Sort through the entries below and pull out lines containing the word "PointMesh".

-=-=-

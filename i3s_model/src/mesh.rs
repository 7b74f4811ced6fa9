//! In-memory conditioned-mesh representation (§4.2).
//!
//! Carries a mesh through the node assembler's conditioning steps (region
//! absorption, normal/color dropping, UV sanitization, coordinate re-origin)
//! without copying large buffers gratuitously.

use glam::{DVec3, Vec2, Vec3};

use crate::AttributeMask;

/// A value array plus a per-element index into it -- used for UV-regions
/// (deduplicated atlas rectangles) and feature IDs.
#[derive(Clone, Debug, Default, PartialEq)]
pub struct IndexedValues<T> {
    pub values: Vec<T>,
    pub indices: Vec<u32>,
}

impl<T: Clone + PartialEq> IndexedValues<T> {
    /// Builds an indexed array from one raw value per element, deduplicating
    /// equal values into a single shared entry (spec: "reindexes UV-regions
    /// so the value array holds only unique quadruples").
    pub fn from_raw(raw: Vec<T>) -> Self {
        let mut values = Vec::new();
        let mut indices = Vec::with_capacity(raw.len());
        for item in raw {
            let idx = match values.iter().position(|v| *v == item) {
                Some(idx) => idx,
                None => {
                    values.push(item);
                    values.len() - 1
                }
            };
            indices.push(idx as u32);
        }
        Self { values, indices }
    }

    pub fn len(&self) -> usize {
        self.indices.len()
    }

    pub fn is_empty(&self) -> bool {
        self.indices.is_empty()
    }

    pub fn resolved(&self) -> impl Iterator<Item = &T> + '_ {
        self.indices.iter().map(|&i| &self.values[i as usize])
    }
}

/// A UV-atlas sub-rectangle: `(umin, vmin, umax, vmax)`.
#[derive(Copy, Clone, Debug, PartialEq)]
pub struct UvRegion {
    pub min: Vec2,
    pub max: Vec2,
}

/// Lazily-materialized relative/absolute position view, keyed by a mesh
/// origin. Reading one side from the other invalidates nothing; only
/// [`Positions::update_origin`] invalidates the absolute cache.
#[derive(Clone, Debug)]
pub struct Positions {
    origin: DVec3,
    relative: Vec<Vec3>,
    absolute: Option<Vec<DVec3>>,
}

impl Positions {
    pub fn from_relative(origin: DVec3, relative: Vec<Vec3>) -> Self {
        Self {
            origin,
            relative,
            absolute: None,
        }
    }

    pub fn origin(&self) -> DVec3 {
        self.origin
    }

    pub fn relative(&self) -> &[Vec3] {
        &self.relative
    }

    pub fn absolute(&mut self) -> &[DVec3] {
        if self.absolute.is_none() {
            let origin = self.origin;
            self.absolute = Some(self.relative.iter().map(|p| origin + p.as_dvec3()).collect());
        }
        self.absolute.as_ref().unwrap()
    }

    /// Replaces the relative-position array against a new origin, computed
    /// from the current absolute positions. Invalidates the absolute cache.
    pub fn update_origin(&mut self, new_origin: DVec3) {
        let absolute: Vec<DVec3> = {
            let origin = self.origin;
            self.relative.iter().map(|p| origin + p.as_dvec3()).collect()
        };
        self.relative = absolute
            .iter()
            .map(|p| (*p - new_origin).as_vec3())
            .collect();
        self.origin = new_origin;
        self.absolute = None;
    }

    pub fn len(&self) -> usize {
        self.relative.len()
    }
}

/// Whether UVs wrap beyond `[0, 1]` on either axis. Lazily computed from the
/// raw UV values on first query.
#[derive(Copy, Clone, Debug, Default, PartialEq, Eq)]
pub struct WrapMode {
    pub wrap_x: bool,
    pub wrap_y: bool,
}

impl WrapMode {
    pub fn from_uvs(uvs: &[Vec2]) -> Self {
        let mut mode = WrapMode::default();
        for uv in uvs {
            if !(0.0..=1.0).contains(&uv.x) {
                mode.wrap_x = true;
            }
            if !(0.0..=1.0).contains(&uv.y) {
                mode.wrap_y = true;
            }
        }
        mode
    }

    pub fn none(self) -> bool {
        !self.wrap_x && !self.wrap_y
    }
}

/// A conditioned triangle mesh. Vertex count is always a multiple of 3.
#[derive(Clone, Debug)]
pub struct TriangleMesh {
    pub positions: Positions,
    pub uvs: Vec<Vec2>,
    pub normals: Option<Vec<Vec3>>,
    pub colors: Option<Vec<[u8; 4]>>,
    pub regions: Option<IndexedValues<UvRegion>>,
    pub feature_ids: Option<IndexedValues<u64>>,
    mask: AttributeMask,
    wrap_mode: Option<WrapMode>,
}

/// A point-cloud mesh: per-point position and feature ID.
#[derive(Clone, Debug)]
pub struct PointMesh {
    pub positions: Positions,
    pub feature_ids: Vec<u64>,
}

#[derive(Clone, Debug)]
pub enum Mesh {
    Triangles(TriangleMesh),
    Points(PointMesh),
}

impl Mesh {
    pub fn positions_mut(&mut self) -> &mut Positions {
        match self {
            Mesh::Triangles(m) => &mut m.positions,
            Mesh::Points(m) => &mut m.positions,
        }
    }

    pub fn positions(&self) -> &Positions {
        match self {
            Mesh::Triangles(m) => &m.positions,
            Mesh::Points(m) => &m.positions,
        }
    }

    pub fn vertex_count(&self) -> usize {
        self.positions().len()
    }
}

impl TriangleMesh {
    /// Shallow-takes raw per-vertex buffers. Reindexes UV-regions so the
    /// value array holds only unique quadruples. Panics (programming error,
    /// not a writer-facing status) if the invariants in §3 are violated.
    #[allow(clippy::too_many_arguments)]
    pub fn assign_from_bulk(
        origin: DVec3,
        positions: Vec<Vec3>,
        uvs: Vec<Vec2>,
        normals: Option<Vec<Vec3>>,
        colors: Option<Vec<[u8; 4]>>,
        regions: Option<Vec<UvRegion>>,
        feature_ids: Option<Vec<u64>>,
    ) -> Self {
        assert_eq!(positions.len() % 3, 0, "triangle mesh vertex count must be a multiple of 3");
        assert_eq!(positions.len(), uvs.len());
        if let Some(n) = &normals {
            assert_eq!(n.len(), positions.len());
        }
        if let Some(c) = &colors {
            assert_eq!(c.len(), positions.len());
        }
        if let Some(r) = &regions {
            assert_eq!(r.len(), positions.len(), "region count must equal vertex count");
        }

        let mut mask = AttributeMask::POS.union(AttributeMask::UV0);
        if normals.is_some() {
            mask.insert(AttributeMask::NORMAL);
        }
        if colors.is_some() {
            mask.insert(AttributeMask::COLOR);
        }
        if regions.is_some() {
            mask.insert(AttributeMask::REGION);
        }

        let feature_ids = feature_ids.map(|raw| {
            assert_eq!(raw.len(), positions.len(), "feature-id count must equal vertex count");
            mask.insert(AttributeMask::FEATURE_ID);
            IndexedValues::from_raw(raw)
        });

        Self {
            positions: Positions::from_relative(origin, positions),
            uvs,
            normals,
            colors,
            regions: regions.map(IndexedValues::from_raw),
            feature_ids,
            mask,
            wrap_mode: None,
        }
    }

    pub fn mask(&self) -> AttributeMask {
        self.mask
    }

    pub fn wrap_mode(&mut self) -> WrapMode {
        if self.wrap_mode.is_none() {
            self.wrap_mode = Some(WrapMode::from_uvs(&self.uvs));
        }
        self.wrap_mode.unwrap()
    }

    /// Absorbs UV-regions into the UV array: `uv' = uv*(r.max-r.min) + r.min`.
    /// Precondition: UVs are not wrap-sampled (`wrap_mode() == None`).
    /// Clears the Region bit. No-op if regions or UVs are absent.
    pub fn drop_regions(&mut self) {
        let Some(regions) = self.regions.take() else {
            return;
        };
        assert!(
            self.wrap_mode().none(),
            "cannot drop UV regions while UVs are wrap-sampled"
        );

        for (uv, region) in self.uvs.iter_mut().zip(regions.resolved()) {
            *uv = *uv * (region.max - region.min) + region.min;
        }
        self.mask.remove(AttributeMask::REGION);
        self.wrap_mode = None;
    }

    pub fn drop_normals(&mut self) {
        self.normals = None;
        self.mask.remove(AttributeMask::NORMAL);
    }

    pub fn drop_colors(&mut self) {
        self.colors = None;
        self.mask.remove(AttributeMask::COLOR);
    }

    /// Populates flat per-face normals: every vertex of a triangle receives
    /// the triangle's face normal, `normalize(cross(p1-p0, p2-p1))` (negated
    /// for a left-handed reference frame).
    pub fn create_normals(&mut self, left_handed: bool) {
        let positions = self.positions.relative();
        let mut normals = vec![Vec3::ZERO; positions.len()];
        for tri in positions.chunks_exact(3).enumerate() {
            let (i, p) = tri;
            let mut n = (p[1] - p[0]).cross(p[2] - p[1]).normalize_or_zero();
            if left_handed {
                n = -n;
            }
            let base = i * 3;
            normals[base] = n;
            normals[base + 1] = n;
            normals[base + 2] = n;
        }
        self.normals = Some(normals);
        self.mask.insert(AttributeMask::NORMAL);
    }

    /// Replaces any non-finite UV component, or one exceeding `max_magnitude`,
    /// with `1.0`; then applies the downstream-renderer "skirt quad"
    /// workaround: a triangle whose u (or v) coordinate is exactly `1.0` on
    /// all three vertices textures incorrectly in at least one known reader,
    /// so that shared component is nudged to `0.9999` everywhere it occurs.
    /// Returns the number of fixed components.
    pub fn sanitize_uvs(&mut self, max_magnitude: f32) -> usize {
        let mut fixed = 0;
        for uv in &mut self.uvs {
            for c in [&mut uv.x, &mut uv.y] {
                if !c.is_finite() || c.abs() > max_magnitude {
                    *c = 1.0;
                    fixed += 1;
                }
            }
        }
        for tri in self.uvs.chunks_exact_mut(3) {
            if tri.iter().all(|uv| uv.x == 1.0) {
                for uv in tri.iter_mut() {
                    uv.x = 0.9999;
                }
                fixed += 3;
            }
            if tri.iter().all(|uv| uv.y == 1.0) {
                for uv in tri.iter_mut() {
                    uv.y = 0.9999;
                }
                fixed += 3;
            }
        }
        fixed
    }

    /// Replaces the relative-position array against `new_origin`.
    pub fn update_positions(&mut self, new_origin: DVec3) {
        self.positions.update_origin(new_origin);
    }
}

#[cfg(test)]
mod tests {
    use super::*;

    fn quad() -> TriangleMesh {
        let positions = vec![
            Vec3::new(0.0, 0.0, 0.0),
            Vec3::new(1.0, 0.0, 0.0),
            Vec3::new(1.0, 1.0, 0.0),
            Vec3::new(0.0, 0.0, 0.0),
            Vec3::new(1.0, 1.0, 0.0),
            Vec3::new(0.0, 1.0, 0.0),
        ];
        let uvs = vec![Vec2::new(0.0, 0.0); 6];
        TriangleMesh::assign_from_bulk(DVec3::ZERO, positions, uvs, None, None, None, None)
    }

    #[test]
    fn drop_regions_maps_into_unit_range() {
        let mut mesh = quad();
        let region = UvRegion {
            min: Vec2::new(0.25, 0.25),
            max: Vec2::new(0.75, 0.75),
        };
        mesh.regions = Some(IndexedValues::from_raw(vec![region; 6]));
        mesh.uvs = vec![Vec2::new(0.5, 0.5); 6];
        mesh.mask.insert(AttributeMask::REGION);

        mesh.drop_regions();

        assert!(mesh.regions.is_none());
        assert!(!mesh.mask().contains(AttributeMask::REGION));
        for uv in &mesh.uvs {
            assert!((0.0..=1.0).contains(&uv.x));
            assert!((0.0..=1.0).contains(&uv.y));
        }
    }

    #[test]
    fn create_normals_matches_face_normal() {
        let mut mesh = quad();
        mesh.create_normals(false);
        let normals = mesh.normals.as_ref().unwrap();
        assert_eq!(normals[0], normals[1]);
        assert_eq!(normals[1], normals[2]);
        assert!((normals[0].length() - 1.0).abs() < 1e-5);
    }

    #[test]
    fn sanitize_uvs_replaces_bad_values() {
        let mut mesh = quad();
        mesh.uvs[0] = Vec2::new(f32::NAN, 2.5);
        let fixed = mesh.sanitize_uvs(1.0);
        assert_eq!(fixed, 2);
        assert_eq!(mesh.uvs[0], Vec2::new(1.0, 1.0));
    }

    #[test]
    fn sanitize_uvs_nudges_all_one_skirt_triangle_off_exactly_one() {
        let mut mesh = quad();
        // First triangle: all three vertices share u=1.0, the skirt-quad
        // renderer-bug trigger condition.
        mesh.uvs[0] = Vec2::new(1.0, 0.2);
        mesh.uvs[1] = Vec2::new(1.0, 0.5);
        mesh.uvs[2] = Vec2::new(1.0, 0.8);
        let fixed = mesh.sanitize_uvs(1.0);
        assert_eq!(fixed, 3);
        for uv in &mesh.uvs[0..3] {
            assert_eq!(uv.x, 0.9999);
        }
        // Untouched second triangle keeps its original (0,0) UVs.
        for uv in &mesh.uvs[3..6] {
            assert_eq!(uv.x, 0.0);
        }
    }

    #[test]
    fn indexed_values_dedups_equal_entries() {
        let iv = IndexedValues::from_raw(vec![1u64, 2, 1, 1, 3]);
        assert_eq!(iv.values, vec![1, 2, 3]);
        assert_eq!(iv.indices, vec![0, 1, 0, 0, 2]);
    }
}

-=-=-

Response to this task:
pub struct PointMesh {
    Points(PointMesh),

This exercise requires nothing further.